James half said this a bit ago in Dumb and dumber but on reflection he only half said it. But people keep on saying, effectively, "well the IHME model isn't very good is it" without ever bothering to look at exactly what it is. James said "some sort of fancy curve fitting that doesn't seem to make much use of what is known about disease dynamics" and I think that's true though I'm not sure how much it deserves the "fancy". I've been drifting along on the stream of all this modelling and not bothering to peer into the murky depths much, but I was very struck by this IHME "prediction" that James Twat; I've inlined it. If you look at it, there are - as James said - a number of obviously very strange things about it:
* the uncertainty range immeadiately leaps up on the first day of prediction to completely implausible levels (as well as having an implausible lower limit too);
* the model has an implausible level of certainty that the whole thing will be over by the end of the first week in May;
* it's all a bit Gaussian looking.
That's taken from https://covid19.healthdata.org/united-kingdom, if you want to look for your self.
I finally dragged myself out of my lethargy to read their paper and discovered that they don't go out of their way to tell you what their methods are. But if you read it, it's fairly plain: The cumulative death rate for each location is assumed to follow a parametrized Gaussian error function.
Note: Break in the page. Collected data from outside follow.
use chrono::{Duration, Utc};

use robofleet::config::FleetConfig;
use robofleet::location::Position;
use robofleet::model::{FailureOutcome, Robot, RobotStatus, Task, TaskStatus};
use robofleet::monitor::LivenessEvent;
use robofleet::Fleet;

fn pos(x: f64, y: f64) -> Position {
    Position::new(x, y).unwrap()
}

fn timeout() -> Duration {
    Duration::seconds(5)
}

#[test]
fn test_silent_robot_goes_offline_and_task_requeues() {
    let fleet = Fleet::default();
    fleet.register_robot(Robot::new("r1", "a", pos(0.0, 0.0)).unwrap()).unwrap();
    let task_id = fleet.submit_task(Task::new(pos(3.0, 4.0))).unwrap();
    fleet.run_assignment_pass();
    assert_eq!(fleet.get_robot("r1").unwrap().status, RobotStatus::Busy);

    let t0 = Utc::now();
    fleet.heartbeat("r1", t0).unwrap();

    // Heartbeats stop; the sweep past the timeout declares the loss.
    let events = fleet.sweep_liveness(t0 + Duration::seconds(10), timeout());
    assert_eq!(
        events,
        vec![LivenessEvent::RobotLost {
            robot_id: "r1".to_string(),
            orphaned_task: Some(task_id),
        }]
    );

    assert_eq!(fleet.get_robot("r1").unwrap().status, RobotStatus::Offline);
    let task = fleet.get_task(&task_id).unwrap();
    assert_eq!(task.status, TaskStatus::Pending);
    assert_eq!(task.retry_count, 1);
    assert!(task.assigned_robot_id.is_none());
}

#[test]
fn test_orphaned_task_reassigned_to_surviving_robot() {
    let fleet = Fleet::default();
    fleet.register_robot(Robot::new("r1", "a", pos(0.0, 0.0)).unwrap()).unwrap();
    fleet.register_robot(Robot::new("r2", "b", pos(8.0, 8.0)).unwrap()).unwrap();
    let task_id = fleet.submit_task(Task::new(pos(1.0, 1.0))).unwrap();

    let assignments = fleet.run_assignment_pass();
    assert_eq!(assignments[0].robot_id, "r1");

    // r1 goes silent, r2 keeps heartbeating.
    let t0 = Utc::now();
    fleet.heartbeat("r1", t0).unwrap();
    let later = t0 + Duration::seconds(10);
    fleet.heartbeat("r2", later).unwrap();
    fleet.sweep_liveness(later, timeout());

    let assignments = fleet.run_assignment_pass();
    assert_eq!(assignments.len(), 1);
    assert_eq!(assignments[0].robot_id, "r2");
    let task = fleet.get_task(&task_id).unwrap();
    assert_eq!(task.status, TaskStatus::Assigned);
    assert_eq!(task.assigned_robot_id.as_deref(), Some("r2"));
    assert_eq!(task.retry_count, 1);
}

#[test]
fn test_sweep_is_idempotent() {
    let fleet = Fleet::default();
    fleet.register_robot(Robot::new("r1", "a", pos(0.0, 0.0)).unwrap()).unwrap();
    let t0 = Utc::now();
    fleet.heartbeat("r1", t0).unwrap();

    let later = t0 + Duration::seconds(10);
    let first = fleet.sweep_liveness(later, timeout());
    assert_eq!(first.len(), 1);
    let robot_after_first = fleet.get_robot("r1").unwrap();

    // Same sweep again: no events, no further state change.
    let second = fleet.sweep_liveness(later, timeout());
    assert!(second.is_empty());
    let robot_after_second = fleet.get_robot("r1").unwrap();
    assert_eq!(robot_after_second.status, robot_after_first.status);
    assert_eq!(robot_after_second.last_heartbeat, robot_after_first.last_heartbeat);
}

#[test]
fn test_heartbeat_recovers_offline_robot() {
    let fleet = Fleet::default();
    fleet.register_robot(Robot::new("r1", "a", pos(0.0, 0.0)).unwrap()).unwrap();
    let t0 = Utc::now();
    fleet.heartbeat("r1", t0).unwrap();
    fleet.sweep_liveness(t0 + Duration::seconds(10), timeout());
    assert_eq!(fleet.get_robot("r1").unwrap().status, RobotStatus::Offline);

    // Heartbeats resume: back to Idle and eligible on the next pass.
    fleet.heartbeat("r1", t0 + Duration::seconds(11)).unwrap();
    assert_eq!(fleet.get_robot("r1").unwrap().status, RobotStatus::Idle);

    fleet.submit_task(Task::new(pos(1.0, 0.0))).unwrap();
    let assignments = fleet.run_assignment_pass();
    assert_eq!(assignments.len(), 1);
    assert_eq!(assignments[0].robot_id, "r1");
}

#[test]
fn test_retries_exhaust_into_terminal_failure() {
    let config = FleetConfig::default().with_max_retries(1);
    let fleet = Fleet::new(config);
    fleet.register_robot(Robot::new("r1", "a", pos(0.0, 0.0)).unwrap()).unwrap();
    let task_id = fleet.submit_task(Task::new(pos(1.0, 0.0))).unwrap();

    // First loss: requeued with retry_count 1.
    fleet.run_assignment_pass();
    let t0 = Utc::now();
    fleet.sweep_liveness(t0 + Duration::seconds(10), timeout());
    assert_eq!(fleet.get_task(&task_id).unwrap().retry_count, 1);

    // The robot recovers and picks the task up again, then is lost again:
    // the budget is spent, so the task settles in Failed.
    let t1 = t0 + Duration::seconds(20);
    fleet.heartbeat("r1", t1).unwrap();
    fleet.run_assignment_pass();
    fleet.sweep_liveness(t1 + Duration::seconds(10), timeout());

    let task = fleet.get_task(&task_id).unwrap();
    assert_eq!(task.status, TaskStatus::Failed);
    assert_eq!(task.retry_count, 1);

    // Terminal: nothing else may touch it.
    assert!(fleet.cancel_task(&task_id).is_err());
    assert!(fleet.start_task(&task_id).is_err());
    assert!(fleet.complete_task(&task_id).is_err());
}

#[test]
fn test_failure_requeue_increments_retry_exactly_once() {
    let fleet = Fleet::default();
    fleet.register_robot(Robot::new("r1", "a", pos(0.0, 0.0)).unwrap()).unwrap();
    let task_id = fleet.submit_task(Task::new(pos(1.0, 0.0))).unwrap();
    fleet.run_assignment_pass();

    let outcome = fleet.fail_task(&task_id, true).unwrap();
    assert_eq!(outcome, FailureOutcome::Requeued);
    let task = fleet.get_task(&task_id).unwrap();
    assert_eq!(task.status, TaskStatus::Pending);
    assert_eq!(task.retry_count, 1);
    // The reporting robot is freed for other work.
    assert_eq!(fleet.get_robot("r1").unwrap().status, RobotStatus::Idle);
}

#[test]
fn test_heartbeat_for_unknown_robot_is_an_error() {
    let fleet = Fleet::default();
    let err = fleet.heartbeat("ghost", Utc::now()).unwrap_err();
    assert!(matches!(err, robofleet::FleetError::RobotNotFound(_)));
}

#[test]
fn test_idle_loss_emits_event_without_orphan() {
    let fleet = Fleet::default();
    fleet.register_robot(Robot::new("r1", "a", pos(0.0, 0.0)).unwrap()).unwrap();
    let t0 = Utc::now();
    fleet.heartbeat("r1", t0).unwrap();

    let events = fleet.sweep_liveness(t0 + Duration::seconds(10), timeout());
    assert_eq!(
        events,
        vec![LivenessEvent::RobotLost {
            robot_id: "r1".to_string(),
            orphaned_task: None,
        }]
    );
}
So, that's their "modelling". But that's worthless, because epidemics don't follow a Gaussian, especially if they've got a lock-down in the middle of the data, whereupon fitting a Gaussian goes form being a bad idea to a cretinous one.
I'm guessing (though I haven't looked) that this explains their uncertainty bounds too: all they've done is taken the mean and fuzzed it, so the uncertainty is proportional to the value. Which is also worthless.
This also explains why the model goes to zero when it does: since we happen to look like we've got to the "top" of the Gaussian, it's simply predicting a mirror-image of itself as a decline. Also worthless.
But then we get people like Nate Silver Twitting "There are some good critiques of the IHME model in here IMO" and... it's all to wishy-washy. Yes there is in that one good point: According to a critique by researchers at the London School of Hygiene & Tropical Medicine and Imperial College London, published this week in Annals of Internal Medicine, the IHME projections are based “on a statistical model with no epidemiologic basis.” (my bold). And yet despite all this no-one can actually be bothered to read their paper and say what's wrong with it.